Re: citations of nature

From: Marshall Spight <mspight_at_dnai.com>
Date: Sun, 04 Jan 2004 06:46:50 GMT
Message-ID: <uFOJb.52423$I07.174447_at_attbi_s53>


"Dawn M. Wolthuis" <dwolt_at_tincat-group.com> wrote in message news:bt7n7f$iq5$1_at_news.netins.net...

>

> The definition I'm currently using is:
> Database: Retrievable data encoded on a persistent storage device combined
> with metadata - information about that data.

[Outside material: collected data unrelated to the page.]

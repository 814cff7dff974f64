//! External process execution
//!
//! Package managers, build drivers and gst-inspect are all opaque
//! processes; only the exit status matters. The [`CommandRunner`] seam lets
//! tests record invocations instead of spawning them.

use std::collections::BTreeMap;
use std::fmt;
use std::path::PathBuf;
use std::process::{Command, Stdio};
use std::sync::Mutex;
use tracing::{debug, info};

use crate::errors::{EnvError, Result};

/// A process invocation
#[derive(Debug, Clone, PartialEq, Eq, Default)]
pub struct ExternalCommand {
    pub program: String,
    pub args: Vec<String>,
    pub cwd: Option<PathBuf>,
    pub env: BTreeMap<String, String>,
    /// Discard stdout/stderr
    pub quiet: bool,
}

impl ExternalCommand {
    pub fn new(program: impl Into<String>) -> Self {
        Self {
            program: program.into(),
            ..Default::default()
        }
    }

    pub fn arg(mut self, arg: impl Into<String>) -> Self {
        self.args.push(arg.into());
        self
    }

    pub fn args<I, S>(mut self, args: I) -> Self
    where
        I: IntoIterator<Item = S>,
        S: Into<String>,
    {
        self.args.extend(args.into_iter().map(Into::into));
        self
    }

    pub fn current_dir(mut self, dir: impl Into<PathBuf>) -> Self {
        self.cwd = Some(dir.into());
        self
    }

    pub fn env(mut self, key: impl Into<String>, value: impl Into<String>) -> Self {
        self.env.insert(key.into(), value.into());
        self
    }

    pub fn quiet(mut self) -> Self {
        self.quiet = true;
        self
    }
}

impl fmt::Display for ExternalCommand {
    fn fmt(&self, f: &mut fmt::Formatter<'_>) -> fmt::Result {
        write!(f, "{}", self.program)?;
        for arg in &self.args {
            write!(f, " {}", arg)?;
        }
        Ok(())
    }
}

/// Executes external commands
pub trait CommandRunner {
    /// Run to completion and return the exit code
    ///
    /// A process killed by a signal reports -1. Failing to spawn is an error.
    fn status(&self, command: &ExternalCommand) -> Result<i32>;
}

impl<R: CommandRunner + ?Sized> CommandRunner for &R {
    fn status(&self, command: &ExternalCommand) -> Result<i32> {
        (**self).status(command)
    }
}

impl<R: CommandRunner + ?Sized> CommandRunner for Box<R> {
    fn status(&self, command: &ExternalCommand) -> Result<i32> {
        (**self).status(command)
    }
}

/// Run a required step: non-zero exit is `ExternalTool`
pub fn run_checked<R: CommandRunner + ?Sized>(runner: &R, command: &ExternalCommand) -> Result<()> {
    let code = runner.status(command)?;
    if code != 0 {
        return Err(EnvError::ExternalTool {
            program: command.program.clone(),
            args: command.args.join(" "),
            code,
        });
    }
    Ok(())
}

/// Spawns real processes
#[derive(Debug, Clone, Default)]
pub struct SystemRunner;

impl CommandRunner for SystemRunner {
    fn status(&self, command: &ExternalCommand) -> Result<i32> {
        info!(command = %command, "running");

        let mut cmd = Command::new(&command.program);
        cmd.args(&command.args).envs(&command.env);
        if let Some(dir) = &command.cwd {
            cmd.current_dir(dir);
        }
        if command.quiet {
            cmd.stdout(Stdio::null()).stderr(Stdio::null());
        }

        let status = cmd.status().map_err(|e| {
            EnvError::Io(std::io::Error::new(
                e.kind(),
                format!("Failed to run {}: {}", command.program, e),
            ))
        })?;

        let code = status.code().unwrap_or(-1);
        debug!(program = %command.program, code, "finished");
        Ok(code)
    }
}

/// Logs commands and reports success without running anything
#[derive(Debug, Default)]
pub struct DryRunRunner {
    commands: Mutex<Vec<ExternalCommand>>,
}

impl DryRunRunner {
    pub fn new() -> Self {
        Self::default()
    }

    /// Commands seen so far
    pub fn commands(&self) -> Vec<ExternalCommand> {
        self.commands
            .lock()
            .map(|c| c.clone())
            .unwrap_or_default()
    }
}

impl CommandRunner for DryRunRunner {
    fn status(&self, command: &ExternalCommand) -> Result<i32> {
        info!(command = %command, "dry run");
        if let Ok(mut seen) = self.commands.lock() {
            seen.push(command.clone());
        }
        Ok(0)
    }
}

I think that too much thinking these days goes into the "persistence" part. Many if not most application programmers think of an DBMS as something that provides persistence primarily and little else. In fact, I consider persistence to be an *optional* feature of a DBMS. That is, the things a DBMS provides are all still useful even in the absence of persistence. Which is not to say that persistence isn't useful; it is. But simple persistence is actually not an achievement of much note. I think the applications programmer's emphasis on DBMS persistence is a kind of damning with faint praise.

I have to say I'm enamoured of Date's (or is it Pascal's?) "structure, integrity, manipulation." (Note that persistence is not mentioned.) I think those three things capture what a DBMS does pretty well.